** Work required **
Your job is to copy all the entries precisely as they stand.

○ ○ ○ ○ ○

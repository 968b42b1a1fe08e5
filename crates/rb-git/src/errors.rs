use std::time::Duration;

use rb_core::types::{Agent, User};
use rb_runtime::RuntimeError;

#[derive(Debug, thiserror::Error)]
pub enum GitError {
    /// Credentials needed for the remote are not configured. Raised before
    /// any container is created.
    #[error("{0}")]
    CredentialMissing(String),
    #[error("git {operation} failed: {message}")]
    CommandFailed {
        operation: &'static str,
        message: String,
    },
    #[error("git {operation} timed out after {after:?}")]
    Timeout {
        operation: &'static str,
        after: Duration,
    },
    #[error("project has no repository URL")]
    NoRepository,
    #[error(transparent)]
    Runtime(#[from] RuntimeError),
}

pub type Result<T> = std::result::Result<T, GitError>;

const SSH_FAILURE_PATTERNS: [&str; 2] = [
    "Permission denied (publickey)",
    "Could not read from remote repository",
];

/// Turn git's stderr into an actionable message when it is a known SSH
/// authentication failure; otherwise return it as-is.
pub fn enhance_error(stderr: &str, user: &User, agent: &Agent) -> String {
    if !SSH_FAILURE_PATTERNS.iter().any(|p| stderr.contains(p)) {
        return stderr.trim().to_string();
    }
    if user.ssh_key().is_none() {
        "SSH authentication failed: no SSH key is configured for your account. \
         Add a private key with access to this repository in your settings."
            .to_string()
    } else if agent.ssh_mount_path.is_none() {
        format!(
            "SSH authentication failed: agent '{}' has no SSH mount path configured, \
             so your key could not be installed in the container.",
            agent.name
        )
    } else {
        "SSH authentication failed: your SSH key does not have access to this repository. \
         Check that the key is added to the repository host with read/write access."
            .to_string()
    }
}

○ ○ ○ ○ ○

** Your response **
repository 968b42b1a1fe08e5
filename crates/rb-git/src/errors.rs
use std::time::Duration;

use rb_core::types::{Agent, User};
use rb_runtime::RuntimeError;

#[derive(Debug, thiserror::Error)]
pub enum GitError {
    /// Credentials needed for the remote are not configured. Raised before
    /// any container is created.
    #[error("{0}")]
    CredentialMissing(String),
    #[error("git {operation} failed: {message}")]
    CommandFailed {
        operation: &'static str,
        message: String,
    },
    #[error("git {operation} timed out after {after:?}")]
    Timeout {
        operation: &'static str,
        after: Duration,
    },
    #[error("project has no repository URL")]
    NoRepository,
    #[error(transparent)]
    Runtime(#[from] RuntimeError),
}

pub type Result<T> = std::result::Result<T, GitError>;

const SSH_FAILURE_PATTERNS: [&str; 2] = [
    "Permission denied (publickey)",
    "Could not read from remote repository",
];

/// Turn git's stderr into an actionable message when it is a known SSH
/// authentication failure; otherwise return it as-is.
pub fn enhance_error(stderr: &str, user: &User, agent: &Agent) -> String {
    if !SSH_FAILURE_PATTERNS.iter().any(|p| stderr.contains(p)) {
        return stderr.trim().to_string();
    }
    if user.ssh_key().is_none() {
        "SSH authentication failed: no SSH key is configured for your account. \
         Add a private key with access to this repository in your settings."
            .to_string()
    } else if agent.ssh_mount_path.is_none() {
        format!(
            "SSH authentication failed: agent '{}' has no SSH mount path configured, \
             so your key could not be installed in the container.",
            agent.name
        )
    } else {
        "SSH authentication failed: your SSH key does not have access to this repository. \
         Check that the key is added to the repository host with read/write access."
            .to_string()
    }
}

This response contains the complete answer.